## The task
Wherever a line in the data holds the word "QueueError", pull that line out.

## Given information

____________________

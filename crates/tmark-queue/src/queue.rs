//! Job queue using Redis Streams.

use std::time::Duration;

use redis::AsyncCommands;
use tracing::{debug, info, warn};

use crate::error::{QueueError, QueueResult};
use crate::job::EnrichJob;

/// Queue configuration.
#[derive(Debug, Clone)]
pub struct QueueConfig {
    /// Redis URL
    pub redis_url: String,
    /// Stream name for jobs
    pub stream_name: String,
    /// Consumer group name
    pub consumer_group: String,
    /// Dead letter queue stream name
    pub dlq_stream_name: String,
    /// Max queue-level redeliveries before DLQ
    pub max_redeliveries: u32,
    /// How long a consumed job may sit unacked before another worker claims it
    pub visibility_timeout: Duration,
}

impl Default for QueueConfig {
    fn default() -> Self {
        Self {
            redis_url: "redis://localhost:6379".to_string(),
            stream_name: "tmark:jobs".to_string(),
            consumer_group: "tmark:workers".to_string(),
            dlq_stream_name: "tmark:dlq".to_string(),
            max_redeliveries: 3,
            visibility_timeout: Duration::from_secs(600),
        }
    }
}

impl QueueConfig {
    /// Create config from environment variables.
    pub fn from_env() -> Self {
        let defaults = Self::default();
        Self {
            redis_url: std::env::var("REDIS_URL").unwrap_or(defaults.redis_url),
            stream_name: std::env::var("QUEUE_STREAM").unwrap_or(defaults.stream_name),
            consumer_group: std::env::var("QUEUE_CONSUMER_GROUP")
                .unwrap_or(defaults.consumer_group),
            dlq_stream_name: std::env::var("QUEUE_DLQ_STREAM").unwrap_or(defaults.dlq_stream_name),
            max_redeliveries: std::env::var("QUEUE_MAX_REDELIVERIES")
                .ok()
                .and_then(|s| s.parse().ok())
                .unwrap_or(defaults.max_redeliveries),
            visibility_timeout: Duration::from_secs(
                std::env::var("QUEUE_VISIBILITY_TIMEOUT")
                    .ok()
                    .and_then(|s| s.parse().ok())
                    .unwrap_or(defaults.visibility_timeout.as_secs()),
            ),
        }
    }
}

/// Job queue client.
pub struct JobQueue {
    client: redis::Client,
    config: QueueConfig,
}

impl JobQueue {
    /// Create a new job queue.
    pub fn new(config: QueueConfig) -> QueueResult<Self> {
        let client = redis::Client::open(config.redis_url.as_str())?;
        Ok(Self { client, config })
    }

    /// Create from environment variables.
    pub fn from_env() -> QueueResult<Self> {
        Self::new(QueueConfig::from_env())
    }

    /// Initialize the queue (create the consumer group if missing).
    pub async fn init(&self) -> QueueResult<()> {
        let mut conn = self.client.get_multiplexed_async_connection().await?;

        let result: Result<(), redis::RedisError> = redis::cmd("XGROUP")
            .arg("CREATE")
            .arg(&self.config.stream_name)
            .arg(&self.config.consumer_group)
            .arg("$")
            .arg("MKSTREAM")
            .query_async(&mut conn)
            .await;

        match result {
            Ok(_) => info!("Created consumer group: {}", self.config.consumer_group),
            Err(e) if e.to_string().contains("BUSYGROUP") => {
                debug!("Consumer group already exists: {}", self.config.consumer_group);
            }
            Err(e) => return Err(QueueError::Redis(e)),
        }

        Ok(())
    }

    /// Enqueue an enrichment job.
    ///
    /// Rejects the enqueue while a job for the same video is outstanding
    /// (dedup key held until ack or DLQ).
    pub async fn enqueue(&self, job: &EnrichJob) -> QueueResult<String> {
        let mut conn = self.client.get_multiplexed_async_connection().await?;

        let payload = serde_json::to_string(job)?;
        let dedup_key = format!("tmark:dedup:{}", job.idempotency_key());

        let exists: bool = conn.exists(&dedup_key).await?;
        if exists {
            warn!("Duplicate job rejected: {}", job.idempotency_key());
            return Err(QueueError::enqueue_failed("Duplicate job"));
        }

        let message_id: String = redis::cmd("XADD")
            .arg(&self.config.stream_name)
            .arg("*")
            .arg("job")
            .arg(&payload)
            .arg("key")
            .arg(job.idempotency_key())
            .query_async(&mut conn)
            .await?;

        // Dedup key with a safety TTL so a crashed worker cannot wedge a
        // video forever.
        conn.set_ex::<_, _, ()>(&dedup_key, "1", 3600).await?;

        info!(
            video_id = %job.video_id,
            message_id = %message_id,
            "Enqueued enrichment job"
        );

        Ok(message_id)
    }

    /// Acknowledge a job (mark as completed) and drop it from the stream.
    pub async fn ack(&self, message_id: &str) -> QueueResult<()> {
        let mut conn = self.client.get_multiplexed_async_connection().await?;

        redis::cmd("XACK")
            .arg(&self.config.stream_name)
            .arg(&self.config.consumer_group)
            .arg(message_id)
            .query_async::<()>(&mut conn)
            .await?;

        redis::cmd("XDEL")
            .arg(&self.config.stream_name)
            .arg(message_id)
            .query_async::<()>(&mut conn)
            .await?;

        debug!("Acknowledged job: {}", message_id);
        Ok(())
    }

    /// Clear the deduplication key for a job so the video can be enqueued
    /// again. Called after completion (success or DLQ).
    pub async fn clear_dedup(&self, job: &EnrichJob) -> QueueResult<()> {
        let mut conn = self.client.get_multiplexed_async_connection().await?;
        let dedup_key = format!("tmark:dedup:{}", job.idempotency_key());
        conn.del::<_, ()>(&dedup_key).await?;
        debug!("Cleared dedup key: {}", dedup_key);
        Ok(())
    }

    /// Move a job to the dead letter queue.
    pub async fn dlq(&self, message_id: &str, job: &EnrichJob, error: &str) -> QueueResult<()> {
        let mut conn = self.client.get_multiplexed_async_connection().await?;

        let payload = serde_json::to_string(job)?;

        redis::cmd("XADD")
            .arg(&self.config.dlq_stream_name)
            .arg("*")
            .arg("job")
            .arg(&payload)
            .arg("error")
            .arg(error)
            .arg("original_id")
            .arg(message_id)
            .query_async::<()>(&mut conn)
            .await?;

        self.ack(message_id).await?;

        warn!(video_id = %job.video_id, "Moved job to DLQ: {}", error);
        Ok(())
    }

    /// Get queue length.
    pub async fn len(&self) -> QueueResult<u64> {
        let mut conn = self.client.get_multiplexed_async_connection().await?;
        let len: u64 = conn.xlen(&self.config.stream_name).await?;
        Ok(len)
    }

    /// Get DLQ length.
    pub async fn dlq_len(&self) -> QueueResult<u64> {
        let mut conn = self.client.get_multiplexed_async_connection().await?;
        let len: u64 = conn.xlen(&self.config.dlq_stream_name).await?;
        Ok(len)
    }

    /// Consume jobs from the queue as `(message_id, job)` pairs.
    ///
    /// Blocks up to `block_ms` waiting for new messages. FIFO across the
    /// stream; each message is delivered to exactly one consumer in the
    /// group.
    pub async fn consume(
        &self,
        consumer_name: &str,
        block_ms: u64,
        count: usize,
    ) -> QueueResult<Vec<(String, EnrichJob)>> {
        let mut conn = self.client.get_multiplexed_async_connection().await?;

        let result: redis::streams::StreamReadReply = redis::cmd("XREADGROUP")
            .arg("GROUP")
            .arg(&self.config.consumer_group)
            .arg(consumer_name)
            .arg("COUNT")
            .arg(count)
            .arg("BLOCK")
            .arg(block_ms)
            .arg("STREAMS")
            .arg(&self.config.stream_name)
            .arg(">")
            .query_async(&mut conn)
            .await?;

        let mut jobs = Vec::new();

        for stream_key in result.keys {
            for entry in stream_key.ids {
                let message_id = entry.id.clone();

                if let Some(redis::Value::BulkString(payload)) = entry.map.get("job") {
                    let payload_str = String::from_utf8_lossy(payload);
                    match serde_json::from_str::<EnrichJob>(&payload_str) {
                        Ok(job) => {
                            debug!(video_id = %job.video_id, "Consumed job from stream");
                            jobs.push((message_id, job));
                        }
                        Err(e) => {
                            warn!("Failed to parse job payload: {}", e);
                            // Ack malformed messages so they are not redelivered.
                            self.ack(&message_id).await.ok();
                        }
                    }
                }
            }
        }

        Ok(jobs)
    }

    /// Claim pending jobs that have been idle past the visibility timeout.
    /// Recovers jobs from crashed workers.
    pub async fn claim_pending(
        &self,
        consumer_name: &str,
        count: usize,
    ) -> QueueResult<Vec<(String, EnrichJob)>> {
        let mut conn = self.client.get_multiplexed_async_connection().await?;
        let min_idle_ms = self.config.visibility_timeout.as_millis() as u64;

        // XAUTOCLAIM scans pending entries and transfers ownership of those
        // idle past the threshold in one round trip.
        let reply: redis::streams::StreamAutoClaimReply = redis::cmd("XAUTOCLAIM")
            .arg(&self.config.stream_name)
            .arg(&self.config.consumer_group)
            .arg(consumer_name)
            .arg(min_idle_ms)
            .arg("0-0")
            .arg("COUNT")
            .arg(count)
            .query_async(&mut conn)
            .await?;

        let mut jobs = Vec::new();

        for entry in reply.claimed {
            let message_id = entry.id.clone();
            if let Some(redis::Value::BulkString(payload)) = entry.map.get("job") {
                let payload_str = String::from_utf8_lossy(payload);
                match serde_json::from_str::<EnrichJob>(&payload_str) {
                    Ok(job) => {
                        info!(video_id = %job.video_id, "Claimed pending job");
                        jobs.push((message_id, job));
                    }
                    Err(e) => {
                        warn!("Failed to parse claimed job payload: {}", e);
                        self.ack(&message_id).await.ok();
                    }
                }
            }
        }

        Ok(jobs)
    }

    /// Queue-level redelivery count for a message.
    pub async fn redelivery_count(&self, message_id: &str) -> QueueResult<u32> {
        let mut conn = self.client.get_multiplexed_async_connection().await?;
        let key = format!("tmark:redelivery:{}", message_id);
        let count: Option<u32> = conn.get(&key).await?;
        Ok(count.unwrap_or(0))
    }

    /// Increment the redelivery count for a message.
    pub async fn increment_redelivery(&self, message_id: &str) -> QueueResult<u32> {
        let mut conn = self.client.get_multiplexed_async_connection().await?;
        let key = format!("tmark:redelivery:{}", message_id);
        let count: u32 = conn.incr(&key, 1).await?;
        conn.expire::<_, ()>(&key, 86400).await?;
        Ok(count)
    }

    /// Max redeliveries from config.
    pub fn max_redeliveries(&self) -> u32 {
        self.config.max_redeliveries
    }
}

____________________

## Answer to the exercise
use crate::error::{QueueError, QueueResult};
            Err(e) => return Err(QueueError::Redis(e)),
            return Err(QueueError::enqueue_failed("Duplicate job"));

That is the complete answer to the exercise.